Waikato v Lions 1993
Retirado en 1994, el mismo año en que Waikato gana el Ranfurly Shield, entrena al Thames ValleyRFC de esa región hasta 1996. La segunda llamada desde este lado del mundo le hace encaminarse de nuevo al oeste irlandés y desde ese año hasta 1998 dirige al equipo de Connacht, con el moderado éxito que era llevar a un XV irlandés de la época a los cuartos de final de la segunda competición europea, la European Challenge Cup. Aquello tomaba tal significación en una isla que añoraba a los Jackie Kyle o al mismo Tony Ward que pareció suficiente mérito para poner a Gats al frente de la misma selección irlandesa (1998-2001). Una Cuchara de madera el primer año, victorias frente a País de Gales y Argentina en el segundo y la incorporación definitiva de Brian O'Driscoll a las alienaciones de Irlanda no justificaron el fracaso en la Copa del Mundo de 1999. Sin embargo el viejo zorro Syd Millar, a la sazón a cargo de la IRFU, le dejó trabajar para que en 2001, en el novedoso VI Naciones, empatara a puntos con Inglaterra y quedar en segundo lugar por mejor media a favor de los lancastrianos. Una severa derrota (¿y cómo no?) de los All Blacks a su Irlanda (20 a 49), otoño de ese año, que principando el partido pintaba no tan mal, le lleva al cese, sustituido por su segundo Eddie O'Sullivan. A Gats le llama de inmediato Nigel Melville y le pide ayuda con los delanteros del primer XV de Wasps. Acepta y en su primer año en Loftus Road (luego las avispas anidaron en Adams Park) lleva a la excelencia a sus pupilos: congenia con Lawrence Dallaglio y amplia sus competencias merced a la influencia que gana gracias al capitán. Afina la defensa de los aguijonados tres cuartos hasta niveles desconocidos entre los equipos londinenses que dominaban la liga inglesa de la época.
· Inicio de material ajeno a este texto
use async_trait::async_trait;
use serde_json::Value;
use thiserror::Error;

use crate::domains::CloudProvider;

/// Failure reported by the onboarding backend. The wizard never interprets
/// it beyond staying on the current step.
#[derive(Debug, Clone, PartialEq, Eq, Error)]
#[error("{operation} failed: {message}")]
pub struct UpstreamRequestError {
    pub operation: String,
    pub message: String,
}

impl UpstreamRequestError {
    pub fn new(operation: impl Into<String>, message: impl Into<String>) -> Self {
        Self {
            operation: operation.into(),
            message: message.into(),
        }
    }
}

/// REST collaborator behind the registry and provisioning forms
#[async_trait]
pub trait OnboardingApi: Send + Sync {
    /// Store registry credentials; returns the credentials record to keep
    async fn submit_registry_credentials(
        &self,
        project_id: u64,
        provider: CloudProvider,
        form: Value,
    ) -> Result<Value, UpstreamRequestError>;

    /// Save registry settings; returns the saved settings
    async fn submit_registry_settings(
        &self,
        project_id: u64,
        provider: CloudProvider,
        form: Value,
    ) -> Result<Value, UpstreamRequestError>;

    async fn test_registry_connection(
        &self,
        project_id: u64,
        provider: CloudProvider,
    ) -> Result<Value, UpstreamRequestError>;

    async fn submit_provisioning_credentials(
        &self,
        project_id: u64,
        provider: CloudProvider,
        form: Value,
    ) -> Result<Value, UpstreamRequestError>;

    /// Kick off resource provisioning with the given settings
    async fn provision_resources(
        &self,
        project_id: u64,
        provider: CloudProvider,
        settings: Value,
    ) -> Result<Value, UpstreamRequestError>;

    async fn connect_own_cluster(
        &self,
        project_id: u64,
        form: Value,
    ) -> Result<Value, UpstreamRequestError>;
}
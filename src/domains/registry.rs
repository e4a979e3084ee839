// Registry connection state - provider choice and per-sub-step form data

use serde::{Deserialize, Serialize};
use serde_json::{json, Value};
use tracing::info;

use super::{field, CloudProvider, DomainState, ProviderConfig};
use crate::flow::SubStepKey;

#[derive(Debug, Clone, Copy, PartialEq, Eq, Serialize, Deserialize)]
#[serde(rename_all = "snake_case")]
pub enum RegistrySubStep {
    Credentials,
    Settings,
    TestConnection,
}

impl RegistrySubStep {
    pub fn from_step_key(key: SubStepKey) -> Option<Self> {
        match key {
            SubStepKey::Credentials => Some(RegistrySubStep::Credentials),
            SubStepKey::Settings => Some(RegistrySubStep::Settings),
            SubStepKey::TestConnection => Some(RegistrySubStep::TestConnection),
            SubStepKey::ConnectOwnCluster => None,
        }
    }
}

#[derive(Debug, Clone, Default, PartialEq)]
pub struct RegistryConnectionState {
    selected_provider: Option<CloudProvider>,
    current_sub_step: Option<RegistrySubStep>,
    config: ProviderConfig,
}

impl RegistryConnectionState {
    pub const KEY: &'static str = "connected_registry";

    pub fn selected_provider(&self) -> Option<CloudProvider> {
        self.selected_provider
    }

    pub fn current_sub_step(&self) -> Option<RegistrySubStep> {
        self.current_sub_step
    }

    pub fn config(&self) -> &ProviderConfig {
        &self.config
    }

    /// Choose the registry provider. Restarts the domain at `credentials`
    /// and drops settings entered so far; credentials survive only when the
    /// provider does not change.
    pub fn select_provider(&mut self, provider: CloudProvider) {
        if self.selected_provider != Some(provider) {
            self.config.credentials = None;
        }
        self.config.settings = None;
        self.selected_provider = Some(provider);
        self.current_sub_step = Some(RegistrySubStep::Credentials);

        info!(domain = Self::KEY, provider = %provider, "Registry provider selected");
    }

    pub fn enter_sub_step(&mut self, sub_step: RegistrySubStep) {
        self.current_sub_step = Some(sub_step);
    }

    pub fn submit_credentials(&mut self, credentials: Value) {
        self.config.credentials = Some(credentials);
    }

    pub fn submit_settings(&mut self, settings: Value) {
        self.config.settings = Some(settings);
    }
}

impl DomainState for RegistryConnectionState {
    fn key(&self) -> &'static str {
        Self::KEY
    }

    fn clear_state(&mut self) {
        *self = Self::default();
    }

    fn snapshot(&self) -> Value {
        json!({
            "selectedProvider": self.selected_provider,
            "currentSubStep": self.current_sub_step,
            "config": self.config.snapshot(),
        })
    }

    fn restore_state(&mut self, prev: &Value) {
        if let Some(provider) = field(prev, "selectedProvider") {
            self.selected_provider = Some(provider);
        }
        if let Some(sub_step) = field(prev, "currentSubStep") {
            self.current_sub_step = Some(sub_step);
        }
        if let Some(config) = prev.get("config") {
            self.config.restore_state(config);
        }
    }
}

#[cfg(test)]
mod tests {
    use super::*;

    #[test]
    fn test_select_provider_resets_to_credentials() {
        let mut state = RegistryConnectionState::default();
        state.select_provider(CloudProvider::Aws);
        state.submit_credentials(json!({"id": 7}));
        state.enter_sub_step(RegistrySubStep::Settings);
        state.submit_settings(json!({"region": "us-east-2"}));

        state.select_provider(CloudProvider::Aws);

        assert_eq!(state.current_sub_step(), Some(RegistrySubStep::Credentials));
        assert_eq!(state.config().settings, None);
        assert_eq!(state.config().credentials, Some(json!({"id": 7})));
    }

    #[test]
    fn test_switching_provider_drops_credentials() {
        let mut state = RegistryConnectionState::default();
        state.select_provider(CloudProvider::Aws);
        state.submit_credentials(json!({"id": 7}));

        state.select_provider(CloudProvider::Gcp);
        assert_eq!(state.selected_provider(), Some(CloudProvider::Gcp));
        assert!(state.config().is_empty());
    }

    #[test]
    fn test_snapshot_shape() {
        let mut state = RegistryConnectionState::default();
        assert_eq!(
            state.snapshot(),
            json!({"selectedProvider": null, "currentSubStep": null, "config": {}})
        );

        state.select_provider(CloudProvider::Do);
        state.submit_credentials(json!({"id": 3}));
        assert_eq!(
            state.snapshot(),
            json!({
                "selectedProvider": "do",
                "currentSubStep": "credentials",
                "config": {"credentials": {"id": 3}}
            })
        );
    }

    #[test]
    fn test_restore_merges_present_fields_only() {
        let mut state = RegistryConnectionState::default();
        state.restore_state(&json!({
            "currentSubStep": "test_connection",
            "config": {"settings": {"name": "main"}},
            "someFutureField": true
        }));

        assert_eq!(state.selected_provider(), None);
        assert_eq!(state.current_sub_step(), Some(RegistrySubStep::TestConnection));
        assert_eq!(state.config().credentials, None);
        assert_eq!(state.config().settings, Some(json!({"name": "main"})));
    }

    #[test]
    fn test_restore_round_trip() {
        let mut state = RegistryConnectionState::default();
        state.select_provider(CloudProvider::Gcp);
        state.submit_credentials(json!({"id": 11}));
        state.enter_sub_step(RegistrySubStep::Settings);

        let mut restored = RegistryConnectionState::default();
        restored.restore_state(&state.snapshot());
        assert_eq!(restored, state);
    }

    #[test]
    fn test_sub_step_from_step_key() {
        assert_eq!(
            RegistrySubStep::from_step_key(SubStepKey::TestConnection),
            Some(RegistrySubStep::TestConnection)
        );
        assert_eq!(RegistrySubStep::from_step_key(SubStepKey::ConnectOwnCluster), None);
    }
}
// Test doubles for the storage and backend seams

use async_trait::async_trait;
use serde_json::{json, Value};
use std::sync::Mutex;
use std::time::Duration;

use crate::domains::CloudProvider;
use crate::requests::{OnboardingApi, UpstreamRequestError};
use crate::storage::{KeyValueStore, StorageError};

/// Store whose every operation fails, as when local storage is unavailable
#[derive(Debug, Clone, Copy, Default)]
pub struct FailingStore;

impl KeyValueStore for FailingStore {
    fn get(&self, _key: &str) -> Result<Option<String>, StorageError> {
        Err(StorageError::LockError {
            reason: "storage unavailable".to_string(),
        })
    }

    fn set(&self, _key: &str, _value: &str) -> Result<(), StorageError> {
        Err(StorageError::IoError(std::io::Error::new(
            std::io::ErrorKind::PermissionDenied,
            "quota exceeded",
        )))
    }

    fn remove(&self, _key: &str) -> Result<(), StorageError> {
        Ok(())
    }
}

/// Backend double recording every call. Echoes the submitted form back with
/// an `id` assigned, or fails every call when configured to.
#[derive(Debug, Default)]
pub struct MockOnboardingApi {
    calls: Mutex<Vec<String>>,
    failure: Option<String>,
    delay: Option<Duration>,
}

impl MockOnboardingApi {
    pub fn new() -> Self {
        Self::default()
    }

    pub fn failing(mut self, message: &str) -> Self {
        self.failure = Some(message.to_string());
        self
    }

    pub fn with_delay(mut self, delay: Duration) -> Self {
        self.delay = Some(delay);
        self
    }

    pub fn calls(&self) -> Vec<String> {
        self.calls.lock().unwrap().clone()
    }

    async fn respond(&self, call: String, operation: &str, form: Value) -> Result<Value, UpstreamRequestError> {
        let id = {
            let mut calls = self.calls.lock().unwrap();
            calls.push(call);
            calls.len()
        };

        if let Some(delay) = self.delay {
            tokio::time::sleep(delay).await;
        }

        if let Some(message) = &self.failure {
            return Err(UpstreamRequestError::new(operation, message.clone()));
        }

        let mut record = match form {
            Value::Object(map) => map,
            _ => Default::default(),
        };
        record.insert("id".to_string(), json!(id));
        Ok(Value::Object(record))
    }
}

#[async_trait]
impl OnboardingApi for MockOnboardingApi {
    async fn submit_registry_credentials(
        &self,
        project_id: u64,
        provider: CloudProvider,
        form: Value,
    ) -> Result<Value, UpstreamRequestError> {
        let call = format!("submit_registry_credentials:{}:{}", project_id, provider);
        self.respond(call, "submit_registry_credentials", form).await
    }

    async fn submit_registry_settings(
        &self,
        project_id: u64,
        provider: CloudProvider,
        form: Value,
    ) -> Result<Value, UpstreamRequestError> {
        let call = format!("submit_registry_settings:{}:{}", project_id, provider);
        self.respond(call, "submit_registry_settings", form).await
    }

    async fn test_registry_connection(
        &self,
        project_id: u64,
        provider: CloudProvider,
    ) -> Result<Value, UpstreamRequestError> {
        let call = format!("test_registry_connection:{}:{}", project_id, provider);
        self.respond(call, "test_registry_connection", json!({"connected": true}))
            .await
    }

    async fn submit_provisioning_credentials(
        &self,
        project_id: u64,
        provider: CloudProvider,
        form: Value,
    ) -> Result<Value, UpstreamRequestError> {
        let call = format!("submit_provisioning_credentials:{}:{}", project_id, provider);
        self.respond(call, "submit_provisioning_credentials", form).await
    }

    async fn provision_resources(
        &self,
        project_id: u64,
        provider: CloudProvider,
        settings: Value,
    ) -> Result<Value, UpstreamRequestError> {
        let call = format!("provision_resources:{}:{}", project_id, provider);
        self.respond(call, "provision_resources", settings).await
    }

    async fn connect_own_cluster(
        &self,
        project_id: u64,
        form: Value,
    ) -> Result<Value, UpstreamRequestError> {
        let call = format!("connect_own_cluster:{}", project_id);
        self.respond(call, "connect_own_cluster", form).await
    }
}
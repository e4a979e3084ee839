//! Step requests: the backend seam, the in-flight request lifecycle and
//! cancellation of calls whose step has gone away.

pub mod abort;
pub mod state_machine;
pub mod submit;
pub mod traits;

pub use abort::{abort_pair, run_abortable, AbortHandle, AbortSignal};
pub use state_machine::{RequestEvent, RequestTicket, StepRequestTracker};
pub use submit::submit_step;
pub use traits::{OnboardingApi, UpstreamRequestError};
En 2002 Melville cesa y Gatland toma las riendas en solitario: gana la Challenge Cup y la Premiership de 2003, a Bath y a Gloucester, respectivamente. Como en 2004, en que bate a Leicester para el campeonato de liga, y al Toulouse en la Heineken Cup. Indudables éxitos que acaban con una dimisión porque el terruño le llama para mandar en Waikato. De regreso a nuestras antípodas lleva a los suyos a la séptima posición del Campeonato Provincial y a la primera plaza en 2006, bajo el nuevo formato de eliminatorias de la Air New Zealand Cup. Como es un tipo de renombre e inquieto, asesora, naturalmene, a los Chiefs del Super 14 cuando termina su temporada y comienza la de las franquicias.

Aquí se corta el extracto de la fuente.